→ Problem statement:
Which lines in the data below contain the word "bool"? Pull each of them out.

[Collected data]
--- --- ---

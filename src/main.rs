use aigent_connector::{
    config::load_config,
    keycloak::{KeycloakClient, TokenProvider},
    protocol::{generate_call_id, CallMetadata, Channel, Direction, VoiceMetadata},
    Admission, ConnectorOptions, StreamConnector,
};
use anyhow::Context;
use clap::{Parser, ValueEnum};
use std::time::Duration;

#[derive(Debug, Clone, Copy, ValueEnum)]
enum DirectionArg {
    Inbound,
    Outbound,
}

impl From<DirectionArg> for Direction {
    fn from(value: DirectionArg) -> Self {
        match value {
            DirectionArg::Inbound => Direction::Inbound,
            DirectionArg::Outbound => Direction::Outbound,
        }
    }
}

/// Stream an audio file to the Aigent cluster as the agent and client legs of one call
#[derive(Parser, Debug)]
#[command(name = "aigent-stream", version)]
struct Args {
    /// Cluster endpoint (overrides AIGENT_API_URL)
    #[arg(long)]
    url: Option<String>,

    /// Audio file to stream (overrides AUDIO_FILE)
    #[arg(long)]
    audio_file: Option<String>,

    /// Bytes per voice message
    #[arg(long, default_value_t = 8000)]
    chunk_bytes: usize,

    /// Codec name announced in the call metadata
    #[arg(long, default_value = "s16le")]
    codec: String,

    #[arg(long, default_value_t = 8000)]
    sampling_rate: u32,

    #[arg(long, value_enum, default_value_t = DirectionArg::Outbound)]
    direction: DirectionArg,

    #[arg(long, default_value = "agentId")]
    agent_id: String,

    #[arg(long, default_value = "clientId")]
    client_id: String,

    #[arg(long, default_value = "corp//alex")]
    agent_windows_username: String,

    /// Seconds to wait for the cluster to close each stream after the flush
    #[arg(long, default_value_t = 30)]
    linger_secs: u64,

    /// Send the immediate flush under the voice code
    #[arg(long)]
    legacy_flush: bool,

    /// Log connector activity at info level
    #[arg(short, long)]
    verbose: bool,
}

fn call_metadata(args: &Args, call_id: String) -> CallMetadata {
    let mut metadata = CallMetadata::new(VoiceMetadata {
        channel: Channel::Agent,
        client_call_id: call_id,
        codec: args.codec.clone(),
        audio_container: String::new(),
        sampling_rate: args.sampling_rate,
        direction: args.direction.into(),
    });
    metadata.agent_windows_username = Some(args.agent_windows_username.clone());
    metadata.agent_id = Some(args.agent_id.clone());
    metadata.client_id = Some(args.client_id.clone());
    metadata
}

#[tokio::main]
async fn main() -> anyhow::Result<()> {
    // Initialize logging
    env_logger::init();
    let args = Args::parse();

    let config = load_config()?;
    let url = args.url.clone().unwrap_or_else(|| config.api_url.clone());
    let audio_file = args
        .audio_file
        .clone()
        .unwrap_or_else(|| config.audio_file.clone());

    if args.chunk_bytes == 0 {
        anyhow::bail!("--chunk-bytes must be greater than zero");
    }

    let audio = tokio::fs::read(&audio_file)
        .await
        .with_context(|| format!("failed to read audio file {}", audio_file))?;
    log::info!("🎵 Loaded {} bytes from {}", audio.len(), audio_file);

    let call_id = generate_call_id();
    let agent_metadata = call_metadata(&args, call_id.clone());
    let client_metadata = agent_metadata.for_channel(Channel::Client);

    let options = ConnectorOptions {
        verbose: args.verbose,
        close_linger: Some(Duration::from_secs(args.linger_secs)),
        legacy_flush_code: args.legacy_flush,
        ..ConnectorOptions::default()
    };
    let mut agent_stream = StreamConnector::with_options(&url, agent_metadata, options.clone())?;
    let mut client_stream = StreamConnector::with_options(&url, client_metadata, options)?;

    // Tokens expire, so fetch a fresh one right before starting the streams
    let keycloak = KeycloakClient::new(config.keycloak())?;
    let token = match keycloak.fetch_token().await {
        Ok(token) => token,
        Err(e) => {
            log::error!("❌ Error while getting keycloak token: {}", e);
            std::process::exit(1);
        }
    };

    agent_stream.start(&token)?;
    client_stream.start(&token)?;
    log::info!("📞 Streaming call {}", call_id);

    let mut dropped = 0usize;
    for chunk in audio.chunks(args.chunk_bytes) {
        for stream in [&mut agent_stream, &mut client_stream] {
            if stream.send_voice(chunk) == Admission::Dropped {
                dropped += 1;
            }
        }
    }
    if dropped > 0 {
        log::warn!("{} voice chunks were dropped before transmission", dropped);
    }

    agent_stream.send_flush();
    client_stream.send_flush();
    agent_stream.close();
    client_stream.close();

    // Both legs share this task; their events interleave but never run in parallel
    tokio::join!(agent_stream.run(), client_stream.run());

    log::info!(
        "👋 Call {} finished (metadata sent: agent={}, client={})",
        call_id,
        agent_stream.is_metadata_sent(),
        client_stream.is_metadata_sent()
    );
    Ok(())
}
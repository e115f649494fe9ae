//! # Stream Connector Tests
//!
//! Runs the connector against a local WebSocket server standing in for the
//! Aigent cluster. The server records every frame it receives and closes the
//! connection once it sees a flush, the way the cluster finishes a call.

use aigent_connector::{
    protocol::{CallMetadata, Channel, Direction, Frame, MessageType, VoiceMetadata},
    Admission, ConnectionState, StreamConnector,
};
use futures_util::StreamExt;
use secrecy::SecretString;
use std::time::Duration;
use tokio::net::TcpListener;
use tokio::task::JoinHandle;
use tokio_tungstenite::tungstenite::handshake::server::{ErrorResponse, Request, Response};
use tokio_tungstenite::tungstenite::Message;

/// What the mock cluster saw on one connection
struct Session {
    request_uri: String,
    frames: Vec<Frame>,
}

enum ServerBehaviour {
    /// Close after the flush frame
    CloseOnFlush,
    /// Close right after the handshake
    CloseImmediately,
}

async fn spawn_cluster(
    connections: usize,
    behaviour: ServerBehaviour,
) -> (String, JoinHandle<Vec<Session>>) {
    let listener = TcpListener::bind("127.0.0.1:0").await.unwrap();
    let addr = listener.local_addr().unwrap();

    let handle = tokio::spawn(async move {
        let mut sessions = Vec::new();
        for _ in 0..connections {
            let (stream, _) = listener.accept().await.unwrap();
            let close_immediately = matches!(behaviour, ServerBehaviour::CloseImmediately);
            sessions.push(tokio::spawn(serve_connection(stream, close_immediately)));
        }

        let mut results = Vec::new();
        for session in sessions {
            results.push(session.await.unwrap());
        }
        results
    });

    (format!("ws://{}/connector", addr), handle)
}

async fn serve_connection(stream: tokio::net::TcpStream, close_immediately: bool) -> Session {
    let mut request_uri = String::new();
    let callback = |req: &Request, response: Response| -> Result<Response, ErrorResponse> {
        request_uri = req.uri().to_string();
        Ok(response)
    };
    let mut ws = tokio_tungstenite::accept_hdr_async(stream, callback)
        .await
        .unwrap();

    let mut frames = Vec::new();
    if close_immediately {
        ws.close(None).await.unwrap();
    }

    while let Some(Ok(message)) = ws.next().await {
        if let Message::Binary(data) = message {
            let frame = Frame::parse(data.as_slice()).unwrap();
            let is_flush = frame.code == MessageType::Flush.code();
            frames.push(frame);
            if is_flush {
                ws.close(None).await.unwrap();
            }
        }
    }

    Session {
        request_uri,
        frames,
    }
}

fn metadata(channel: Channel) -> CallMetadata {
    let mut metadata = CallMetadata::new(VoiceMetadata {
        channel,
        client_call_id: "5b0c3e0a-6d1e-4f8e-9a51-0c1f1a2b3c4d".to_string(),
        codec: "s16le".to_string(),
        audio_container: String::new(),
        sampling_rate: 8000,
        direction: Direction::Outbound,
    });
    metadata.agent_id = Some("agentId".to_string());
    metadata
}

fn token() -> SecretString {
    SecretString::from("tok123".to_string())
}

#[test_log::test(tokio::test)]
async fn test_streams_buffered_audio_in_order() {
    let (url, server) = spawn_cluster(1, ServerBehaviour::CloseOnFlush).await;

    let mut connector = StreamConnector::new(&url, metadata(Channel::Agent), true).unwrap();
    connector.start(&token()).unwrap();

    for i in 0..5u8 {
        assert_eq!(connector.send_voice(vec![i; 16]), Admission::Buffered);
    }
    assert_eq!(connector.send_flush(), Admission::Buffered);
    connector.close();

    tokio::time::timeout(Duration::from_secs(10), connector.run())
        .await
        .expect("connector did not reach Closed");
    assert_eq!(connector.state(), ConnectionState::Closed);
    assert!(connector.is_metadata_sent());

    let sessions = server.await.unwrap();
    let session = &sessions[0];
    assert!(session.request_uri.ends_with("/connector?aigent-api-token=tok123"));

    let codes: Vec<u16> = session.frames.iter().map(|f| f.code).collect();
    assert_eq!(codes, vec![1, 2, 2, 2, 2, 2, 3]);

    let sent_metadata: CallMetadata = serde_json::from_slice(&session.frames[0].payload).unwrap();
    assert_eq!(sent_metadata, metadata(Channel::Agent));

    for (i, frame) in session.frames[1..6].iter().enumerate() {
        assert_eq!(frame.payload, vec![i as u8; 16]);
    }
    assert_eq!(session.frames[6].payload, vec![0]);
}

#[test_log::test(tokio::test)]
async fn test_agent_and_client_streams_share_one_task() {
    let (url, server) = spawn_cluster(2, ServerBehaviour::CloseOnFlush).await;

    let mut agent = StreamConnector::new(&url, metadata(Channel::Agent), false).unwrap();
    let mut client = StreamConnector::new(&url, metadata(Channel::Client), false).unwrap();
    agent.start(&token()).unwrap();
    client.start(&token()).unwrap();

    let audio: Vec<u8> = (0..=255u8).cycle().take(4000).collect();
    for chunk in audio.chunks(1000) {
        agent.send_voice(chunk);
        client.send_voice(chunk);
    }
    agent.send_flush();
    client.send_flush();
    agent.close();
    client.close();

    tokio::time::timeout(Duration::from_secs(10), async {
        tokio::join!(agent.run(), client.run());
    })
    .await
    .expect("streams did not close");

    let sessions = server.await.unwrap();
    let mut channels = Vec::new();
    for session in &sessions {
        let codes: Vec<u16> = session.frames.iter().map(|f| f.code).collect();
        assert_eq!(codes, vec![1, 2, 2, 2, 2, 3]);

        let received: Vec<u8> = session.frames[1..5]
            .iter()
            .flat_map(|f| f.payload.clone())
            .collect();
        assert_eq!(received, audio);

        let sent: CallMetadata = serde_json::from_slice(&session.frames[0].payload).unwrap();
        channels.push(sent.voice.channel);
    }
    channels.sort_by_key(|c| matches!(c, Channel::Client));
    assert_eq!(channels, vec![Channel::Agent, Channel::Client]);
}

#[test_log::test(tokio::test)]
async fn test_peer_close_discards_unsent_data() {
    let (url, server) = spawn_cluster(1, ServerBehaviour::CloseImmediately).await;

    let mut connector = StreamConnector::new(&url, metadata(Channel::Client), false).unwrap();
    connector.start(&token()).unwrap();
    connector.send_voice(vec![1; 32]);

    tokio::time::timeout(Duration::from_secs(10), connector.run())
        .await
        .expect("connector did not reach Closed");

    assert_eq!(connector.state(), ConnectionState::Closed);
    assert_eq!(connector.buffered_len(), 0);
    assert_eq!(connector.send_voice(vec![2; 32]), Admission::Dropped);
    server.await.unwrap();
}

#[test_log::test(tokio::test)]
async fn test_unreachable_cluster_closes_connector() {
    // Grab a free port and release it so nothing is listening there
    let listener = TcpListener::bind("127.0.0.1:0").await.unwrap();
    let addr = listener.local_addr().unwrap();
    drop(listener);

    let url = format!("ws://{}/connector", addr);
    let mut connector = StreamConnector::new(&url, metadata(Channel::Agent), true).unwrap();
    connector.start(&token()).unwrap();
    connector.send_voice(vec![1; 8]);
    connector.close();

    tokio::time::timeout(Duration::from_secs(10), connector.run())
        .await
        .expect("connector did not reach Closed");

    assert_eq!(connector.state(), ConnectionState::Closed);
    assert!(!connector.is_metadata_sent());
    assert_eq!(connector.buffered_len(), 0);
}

--- --- ---

→ Solution to this exercise:
    legacy_flush: bool,
    verbose: bool,
async fn serve_connection(stream: tokio::net::TcpStream, close_immediately: bool) -> Session {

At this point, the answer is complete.